Demystifying the Thinking & Engagement Assessment
The Thinking & Engagement Assessment, or T&E, is a new, Zoom-based assessment that a group of private schools adopted for use during the application process for 2021-2022 Kindergarten admissions. These select schools previously brought small groups of children together for interviews and classroom time in order to gauge their personalities, learning styles, and socio-emotional development in order to create their next classes of students.
In March 2020, Winifred Mabley (Brearley) and Babby Krents (Dalton) came together to create a child-friendly virtual assessment that could be used in place of in-person admissions procedures. With decades of their own experience in the private school admissions process, they worked with a group of experts around the clock for five months in order to bring their vision to fruition. The Thinking & Engagement Assessment is the result. Now, children need only take one assessment, one time, even if they are applying to multiple schools. This new development helps to ease stress and pressure for both children and adults during this rocky application year.
How Is the Thinking & Engagement Assessment Administered?
Roughly 30 assessors with an abundance of experience working with even the shyest of four-year-olds have been trained to administer this Zoom-based assessment to New York City children. Unlike other admissions exams such as the Stanford-Binet, there is no specific advantage to testing at a specific age, given how well the assessors know and are able to interpret four-year-olds. However, if a child is an older 4, they are assessed with slightly higher expectations, given their added months of life experience. Additionally, while the assessment was created only in English, some of the assessors are multilingual and are able to speak with the child at times in a preferred language, albeit only if the appointment matches with that assessor’s availability. The adult registering for the appointment should bring this factor up at that time in order to determine the feasibility of a match.
No matter the age, assessor, or language, adults should take care to select an appropriate person to be in the room with the child during the virtual assessment. If a child is particularly attached or clingy to one adult, perhaps someone else might be a better fit so that the child can best focus on the tasks on the screen. The same goes for lovies and other toys in the child’s vicinity during the assessment--children and adults should practice transitioning those items out of the child’s possession before sitting down for the assessment, in order to ensure that the child’s hands are free and attention is focused!

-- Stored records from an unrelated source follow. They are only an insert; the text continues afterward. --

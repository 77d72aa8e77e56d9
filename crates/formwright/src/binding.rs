//! Building widgets from a page plan and reading values back.

use std::any::Any;

use crate::error::{Error, ParameterFailure, Result};
use crate::registry::WidgetRegistry;
use crate::resolver::{PagePlan, WidgetPlan};
use crate::value::{Arguments, Table, Value};
use crate::widget::InputWidget;

const TARGET: &str = "formwright::binding";

/// A widget together with the plan it was built from.
pub struct BoundWidget {
    plan: WidgetPlan,
    widget: Box<dyn InputWidget>,
}

impl BoundWidget {
    pub fn plan(&self) -> &WidgetPlan {
        &self.plan
    }

    pub fn widget(&self) -> &dyn InputWidget {
        self.widget.as_ref()
    }

    pub fn widget_mut(&mut self) -> &mut dyn InputWidget {
        self.widget.as_mut()
    }
}

impl std::fmt::Debug for BoundWidget {
    fn fmt(&self, f: &mut std::fmt::Formatter<'_>) -> std::fmt::Result {
        f.debug_struct("BoundWidget")
            .field("parameter", &self.plan.parameter_name)
            .field("kind", &self.plan.widget_kind)
            .finish()
    }
}

/// The live widgets of one function page.
#[derive(Debug)]
pub struct BoundPage {
    function_name: String,
    widgets: Vec<BoundWidget>,
}

/// Build one widget per plan entry.
///
/// Every widget is checked against the factory contract: it must accept its
/// own initial value, and whatever it reports after `set_value` must pass its
/// own type check.
pub fn bind_page(
    plan: &PagePlan,
    registry: &WidgetRegistry,
    parent: Option<&dyn Any>,
) -> Result<BoundPage> {
    let widgets = plan
        .widgets
        .iter()
        .map(|widget_plan| {
            bind_widget(widget_plan, registry, parent)
                .map_err(|e| e.for_parameter(&widget_plan.parameter_name))
        })
        .collect::<Result<Vec<_>>>()?;
    tracing::debug!(target: TARGET, function = %plan.function_name, widgets = widgets.len(), "bound page");
    Ok(BoundPage {
        function_name: plan.function_name.clone(),
        widgets,
    })
}

fn bind_widget(
    plan: &WidgetPlan,
    registry: &WidgetRegistry,
    parent: Option<&dyn Any>,
) -> Result<BoundWidget> {
    let registered = registry.lookup(&plan.widget_kind)?;
    let contract = |reason: String| Error::widget_contract(&plan.parameter_name, &plan.widget_kind, reason);

    let mut widget = registered
        .factory
        .create(parent, &plan.parameter_name, &plan.options)
        .map_err(|e| contract(format!("factory failed: {e}")))?;
    widget
        .check_value_type(&plan.initial_value)
        .map_err(|e| contract(format!("rejects its initial value: {e}")))?;
    widget
        .set_value(plan.initial_value.clone())
        .map_err(|e| contract(format!("set_value failed: {e}")))?;
    let current = widget
        .get_value()
        .map_err(|e| contract(format!("get_value failed: {e}")))?;
    widget
        .check_value_type(&current)
        .map_err(|e| contract(format!("reports a value it does not accept: {e}")))?;

    Ok(BoundWidget {
        plan: plan.clone(),
        widget,
    })
}

impl BoundPage {
    pub fn function_name(&self) -> &str {
        &self.function_name
    }

    pub fn len(&self) -> usize {
        self.widgets.len()
    }

    pub fn is_empty(&self) -> bool {
        self.widgets.is_empty()
    }

    pub fn iter(&self) -> impl Iterator<Item = &BoundWidget> {
        self.widgets.iter()
    }

    pub fn widget(&self, parameter: &str) -> Option<&dyn InputWidget> {
        self.find(parameter).map(|b| b.widget.as_ref())
    }

    pub fn widget_mut(&mut self, parameter: &str) -> Option<&mut dyn InputWidget> {
        for bound in &mut self.widgets {
            if bound.plan.parameter_name == parameter {
                return Some(bound.widget.as_mut());
            }
        }
        None
    }

    fn find(&self, parameter: &str) -> Option<&BoundWidget> {
        self.widgets.iter().find(|b| b.plan.parameter_name == parameter)
    }

    /// Collect the current values of every widget.
    ///
    /// Widgets holding invalid input are highlighted, and all failures are
    /// reported together.
    pub fn harvest(&mut self) -> Result<Arguments> {
        let mut arguments = Arguments::new();
        let mut failures = Vec::new();
        for bound in &mut self.widgets {
            let name = bound.plan.parameter_name.clone();
            let outcome = match bound.widget.validation_error() {
                Some(reason) => Err(reason),
                None => bound.widget.get_value().map_err(|e| e.to_string()),
            };
            match outcome {
                Ok(value) => {
                    bound.widget.clear_highlight();
                    arguments.insert(name, value);
                }
                Err(reason) => {
                    bound.widget.highlight();
                    failures.push(ParameterFailure::new(name, reason));
                }
            }
        }
        if failures.is_empty() {
            Ok(arguments)
        } else {
            tracing::debug!(target: TARGET, function = %self.function_name, failed = failures.len(), "harvest failed");
            Err(Error::ParameterValidation { failures })
        }
    }

    /// Highlight the named widgets as invalid.
    pub fn highlight(&mut self, failures: &[ParameterFailure]) {
        for failure in failures {
            if let Some(widget) = self.widget_mut(&failure.parameter) {
                widget.highlight();
            }
        }
    }

    /// Set widget values by parameter name. Unknown names are ignored.
    ///
    /// Every value is type-checked before any widget changes.
    pub fn apply_values(&mut self, values: &Arguments) -> Result<()> {
        for (name, value) in values.iter() {
            if let Some(bound) = self.find(name) {
                bound
                    .widget
                    .check_value_type(value)
                    .map_err(|e| e.for_parameter(name))?;
            }
        }
        for (name, value) in values.iter() {
            if let Some(widget) = self.widget_mut(name) {
                widget.set_value(value.clone()).map_err(|e| e.for_parameter(name))?;
            }
        }
        Ok(())
    }

    /// Restore every widget to its plan's initial value.
    pub fn reset_defaults(&mut self) -> Result<()> {
        for bound in &mut self.widgets {
            bound
                .widget
                .set_value(bound.plan.initial_value.clone())
                .map_err(|e| e.for_parameter(&bound.plan.parameter_name))?;
            bound.widget.clear_highlight();
        }
        Ok(())
    }

    /// Enable or disable every widget, e.g. while the function runs.
    pub fn set_enabled(&mut self, enabled: bool) {
        for bound in &mut self.widgets {
            bound.widget.set_enabled(enabled);
        }
    }

    /// The current values without validation.
    pub fn values(&self) -> Table {
        self.widgets
            .iter()
            .filter_map(|b| {
                b.widget
                    .get_value()
                    .ok()
                    .map(|v| (b.plan.parameter_name.clone(), v))
            })
            .collect()
    }
}

#[cfg(test)]
mod tests {
    use super::*;
    use crate::registry::builtin::ValueWidget;
    use crate::registry::schema::ConfigSchema;
    use crate::resolver::{ConfigResolver, Overlays};
    use crate::signature::{Callable, SignatureParser};

    fn plan(registry: &WidgetRegistry, signature: &str, caller: &Overlays) -> PagePlan {
        let callable = Callable::parse(signature)
            .unwrap()
            .body(|_, _| Ok(Value::None))
            .build();
        let info = SignatureParser::new().parse(&callable).unwrap();
        ConfigResolver::new(registry)
            .resolve(&info, &Overlays::new(), caller)
            .unwrap()
    }

    fn overlay(text: &str) -> Table {
        crate::value::table_from_toml(toml::from_str(text).unwrap())
    }

    #[test]
    fn test_bind_and_harvest() {
        let registry = WidgetRegistry::with_builtins();
        let plan = plan(&registry, "def f(a: int, s: str = 'hi')", &Overlays::new());
        let mut page = bind_page(&plan, &registry, None).unwrap();
        assert_eq!(page.len(), 2);

        let args = page.harvest().unwrap();
        assert_eq!(args.get("a"), Some(&Value::Int(0)));
        assert_eq!(args.get("s"), Some(&Value::from("hi")));
    }

    #[test]
    fn test_harvest_reports_every_invalid_widget() {
        let registry = WidgetRegistry::with_builtins();
        let caller = Overlays::new()
            .with("a", overlay("max_value = 3"))
            .with("b", overlay("min_value = 10"));
        let plan = plan(&registry, "def f(a: int, b: int, c: int)", &caller);
        let mut page = bind_page(&plan, &registry, None).unwrap();
        page.widget_mut("a").unwrap().set_value(Value::Int(9)).unwrap();

        let err = page.harvest().unwrap_err();
        let Error::ParameterValidation { failures } = err else {
            panic!("expected validation failure, got {err:?}");
        };
        let names: Vec<_> = failures.iter().map(|f| f.parameter.as_str()).collect();
        assert_eq!(names, vec!["a", "b"]);

        let highlighted = |name: &str| {
            page.widget(name)
                .unwrap()
                .as_any()
                .downcast_ref::<ValueWidget>()
                .unwrap()
                .is_highlighted()
        };
        assert!(highlighted("a"));
        assert!(highlighted("b"));
        assert!(!highlighted("c"));
    }

    #[test]
    fn test_apply_values_is_type_checked() {
        let registry = WidgetRegistry::with_builtins();
        let plan = plan(&registry, "def f(a: int, b: bool)", &Overlays::new());
        let mut page = bind_page(&plan, &registry, None).unwrap();

        let bad: Arguments = [("a", Value::Int(4)), ("b", Value::from("yes"))]
            .into_iter()
            .collect();
        let err = page.apply_values(&bad).unwrap_err();
        assert_eq!(err.parameter_name(), Some("b"));
        assert_eq!(page.widget("a").unwrap().get_value().unwrap(), Value::Int(0));

        let good: Arguments = [("a", Value::Int(4)), ("b", Value::Bool(true))]
            .into_iter()
            .collect();
        page.apply_values(&good).unwrap();
        assert_eq!(page.values()["a"], Value::Int(4));

        page.reset_defaults().unwrap();
        assert_eq!(page.values()["a"], Value::Int(0));
    }

    #[test]
    fn test_contract_violation_is_reported() {
        struct Liar;
        impl InputWidget for Liar {
            fn parameter_name(&self) -> &str {
                "x"
            }
            fn kind(&self) -> &str {
                "Liar"
            }
            fn set_value(&mut self, _value: Value) -> Result<()> {
                Ok(())
            }
            fn get_value(&self) -> Result<Value> {
                Ok(Value::from("not an int"))
            }
            fn check_value_type(&self, value: &Value) -> Result<()> {
                match value {
                    Value::Int(_) => Ok(()),
                    other => Err(Error::value_type("x", "int", other.type_name())),
                }
            }
            fn set_enabled(&mut self, _enabled: bool) {}
            fn is_enabled(&self) -> bool {
                true
            }
            fn highlight(&mut self) {}
            fn as_any(&self) -> &dyn Any {
                self
            }
        }

        let registry = WidgetRegistry::with_builtins();
        registry
            .register(
                "Liar",
                |_: Option<&dyn Any>, _: &str, _: &Table| -> Result<Box<dyn InputWidget>> {
                    Ok(Box::new(Liar))
                },
                ConfigSchema::new(0i64),
                [],
            )
            .unwrap();
        let caller = Overlays::new().with("x", overlay("widget_class = 'Liar'"));
        let plan = plan(&registry, "def f(x: int)", &caller);
        let err = bind_page(&plan, &registry, None).unwrap_err();
        assert_eq!(err.parameter_name(), Some("x"));
        assert!(matches!(err.root(), Error::WidgetContract { kind, .. } if kind == "Liar"));
    }

    #[test]
    fn test_set_enabled_reaches_every_widget() {
        let registry = WidgetRegistry::with_builtins();
        let plan = plan(&registry, "def f(a: int, b: str)", &Overlays::new());
        let mut page = bind_page(&plan, &registry, None).unwrap();
        page.set_enabled(false);
        assert!(page.iter().all(|b| !b.widget().is_enabled()));
    }
}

Additionally, the child should practice wearing their over-the-ear headphones prior to sitting down for the assessment. They should have a pair that fits comfortably and does not constrict or press down too much on their head--that’s another common potential distraction that can easily be avoided!
During the assessment, the chosen adult should sit off to the side of the child and should demonstrate the quiet, attentive behavior that they wish the child to mimic for the next 25-45 minutes. This means no screens or noise-making activities for the adult! Given that the adult is also required to wear headphones, should any difficulties arise during the assessment, the assessor will indicate to the child to get their adult to attend to a technical or other difficulty. Otherwise, the adult should remain focused on their own quiet task, just as the child should remain focused on the assessment.
What Does the Thinking & Engagement Assessment Cover?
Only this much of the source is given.